● **Exercise**
Wherever a line in the data holds the word "filename", pull that line out.

● **Entries shown**
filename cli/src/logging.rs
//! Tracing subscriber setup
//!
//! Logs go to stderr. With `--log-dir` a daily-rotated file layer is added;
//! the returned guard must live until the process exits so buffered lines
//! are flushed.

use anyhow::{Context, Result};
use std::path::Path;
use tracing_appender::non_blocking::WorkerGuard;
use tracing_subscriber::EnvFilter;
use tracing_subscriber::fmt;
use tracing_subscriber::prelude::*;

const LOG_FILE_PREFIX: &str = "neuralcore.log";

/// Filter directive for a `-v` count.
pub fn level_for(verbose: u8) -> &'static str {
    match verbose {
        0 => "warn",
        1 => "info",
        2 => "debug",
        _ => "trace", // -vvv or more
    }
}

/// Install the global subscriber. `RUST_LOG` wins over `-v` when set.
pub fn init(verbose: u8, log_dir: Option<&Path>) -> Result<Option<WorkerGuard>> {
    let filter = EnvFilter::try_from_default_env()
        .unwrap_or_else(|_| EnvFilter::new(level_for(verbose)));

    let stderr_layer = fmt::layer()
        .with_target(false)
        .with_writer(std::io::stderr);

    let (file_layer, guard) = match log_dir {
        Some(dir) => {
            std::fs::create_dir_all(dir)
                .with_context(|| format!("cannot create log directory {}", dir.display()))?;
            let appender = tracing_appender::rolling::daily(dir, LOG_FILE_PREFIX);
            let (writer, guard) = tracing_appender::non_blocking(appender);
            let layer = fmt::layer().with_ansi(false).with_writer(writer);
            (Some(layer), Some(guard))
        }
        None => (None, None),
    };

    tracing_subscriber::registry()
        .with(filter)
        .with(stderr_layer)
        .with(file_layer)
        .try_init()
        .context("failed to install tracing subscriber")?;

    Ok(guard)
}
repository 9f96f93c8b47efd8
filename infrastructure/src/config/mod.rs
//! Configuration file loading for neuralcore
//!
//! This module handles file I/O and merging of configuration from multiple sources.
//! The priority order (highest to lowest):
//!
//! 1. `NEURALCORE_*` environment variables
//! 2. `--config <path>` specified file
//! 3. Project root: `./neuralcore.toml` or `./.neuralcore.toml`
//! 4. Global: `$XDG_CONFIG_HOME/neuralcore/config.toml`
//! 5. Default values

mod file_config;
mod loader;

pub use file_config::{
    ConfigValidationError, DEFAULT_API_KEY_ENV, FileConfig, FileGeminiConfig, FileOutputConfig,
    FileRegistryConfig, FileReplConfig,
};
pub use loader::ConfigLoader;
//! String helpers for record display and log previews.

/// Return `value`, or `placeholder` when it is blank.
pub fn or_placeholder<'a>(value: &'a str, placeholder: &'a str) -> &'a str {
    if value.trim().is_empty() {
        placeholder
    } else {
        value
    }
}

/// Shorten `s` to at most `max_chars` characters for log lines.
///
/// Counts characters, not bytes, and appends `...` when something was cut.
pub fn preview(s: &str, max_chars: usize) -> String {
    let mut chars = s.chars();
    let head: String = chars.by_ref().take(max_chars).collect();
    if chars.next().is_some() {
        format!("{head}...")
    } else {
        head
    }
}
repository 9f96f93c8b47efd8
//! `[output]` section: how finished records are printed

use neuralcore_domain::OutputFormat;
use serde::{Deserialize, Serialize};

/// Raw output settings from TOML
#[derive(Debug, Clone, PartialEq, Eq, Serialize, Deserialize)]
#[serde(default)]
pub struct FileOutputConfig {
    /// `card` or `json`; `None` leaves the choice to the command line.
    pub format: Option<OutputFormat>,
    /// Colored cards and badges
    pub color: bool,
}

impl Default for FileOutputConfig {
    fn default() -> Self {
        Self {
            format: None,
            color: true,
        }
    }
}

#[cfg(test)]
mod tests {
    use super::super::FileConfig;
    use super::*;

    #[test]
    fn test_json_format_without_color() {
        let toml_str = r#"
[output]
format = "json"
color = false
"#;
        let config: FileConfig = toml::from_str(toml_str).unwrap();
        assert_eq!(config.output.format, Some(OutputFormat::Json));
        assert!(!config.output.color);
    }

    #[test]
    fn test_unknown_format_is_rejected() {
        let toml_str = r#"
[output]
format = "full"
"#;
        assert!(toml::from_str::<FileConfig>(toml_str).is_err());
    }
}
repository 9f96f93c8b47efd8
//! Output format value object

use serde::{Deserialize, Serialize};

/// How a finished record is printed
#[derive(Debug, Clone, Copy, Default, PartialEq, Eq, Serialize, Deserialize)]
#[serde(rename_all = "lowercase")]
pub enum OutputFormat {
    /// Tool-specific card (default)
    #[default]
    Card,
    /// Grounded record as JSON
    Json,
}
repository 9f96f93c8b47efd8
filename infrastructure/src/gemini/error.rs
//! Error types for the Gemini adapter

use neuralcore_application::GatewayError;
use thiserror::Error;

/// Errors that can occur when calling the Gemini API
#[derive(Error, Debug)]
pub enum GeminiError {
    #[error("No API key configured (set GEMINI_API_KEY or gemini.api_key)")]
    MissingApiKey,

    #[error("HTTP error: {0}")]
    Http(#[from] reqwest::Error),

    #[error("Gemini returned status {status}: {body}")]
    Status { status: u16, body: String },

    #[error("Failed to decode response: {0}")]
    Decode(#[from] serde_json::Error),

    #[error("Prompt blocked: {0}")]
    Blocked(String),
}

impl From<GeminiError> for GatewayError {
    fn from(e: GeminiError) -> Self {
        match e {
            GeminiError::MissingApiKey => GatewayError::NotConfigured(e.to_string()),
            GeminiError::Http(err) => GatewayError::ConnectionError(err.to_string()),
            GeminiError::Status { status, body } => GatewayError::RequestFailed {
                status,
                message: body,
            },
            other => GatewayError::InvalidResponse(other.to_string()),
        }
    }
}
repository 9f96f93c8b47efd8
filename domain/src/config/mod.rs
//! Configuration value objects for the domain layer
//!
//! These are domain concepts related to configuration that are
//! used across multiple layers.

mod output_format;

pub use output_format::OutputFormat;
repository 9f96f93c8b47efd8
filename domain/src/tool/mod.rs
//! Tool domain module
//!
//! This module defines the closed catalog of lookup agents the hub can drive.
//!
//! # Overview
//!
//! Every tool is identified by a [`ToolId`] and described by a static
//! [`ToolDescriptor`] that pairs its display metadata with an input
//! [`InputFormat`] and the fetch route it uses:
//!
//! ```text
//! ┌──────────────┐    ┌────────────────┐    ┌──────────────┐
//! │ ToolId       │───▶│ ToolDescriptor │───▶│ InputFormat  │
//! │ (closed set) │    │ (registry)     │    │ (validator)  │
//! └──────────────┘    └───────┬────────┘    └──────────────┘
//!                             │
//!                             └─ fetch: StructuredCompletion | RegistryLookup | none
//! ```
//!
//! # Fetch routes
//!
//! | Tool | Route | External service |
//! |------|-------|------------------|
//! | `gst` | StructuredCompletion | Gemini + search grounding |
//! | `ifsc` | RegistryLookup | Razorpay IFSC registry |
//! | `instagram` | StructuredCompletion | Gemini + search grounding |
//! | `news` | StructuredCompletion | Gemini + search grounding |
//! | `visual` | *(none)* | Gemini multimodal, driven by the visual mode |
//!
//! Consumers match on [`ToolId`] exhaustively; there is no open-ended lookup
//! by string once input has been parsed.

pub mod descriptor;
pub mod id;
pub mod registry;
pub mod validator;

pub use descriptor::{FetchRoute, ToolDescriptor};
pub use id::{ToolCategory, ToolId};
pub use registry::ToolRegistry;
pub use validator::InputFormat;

● **Output**
filename cli/src/logging.rs
filename infrastructure/src/config/mod.rs
filename infrastructure/src/gemini/error.rs
filename domain/src/config/mod.rs
filename domain/src/tool/mod.rs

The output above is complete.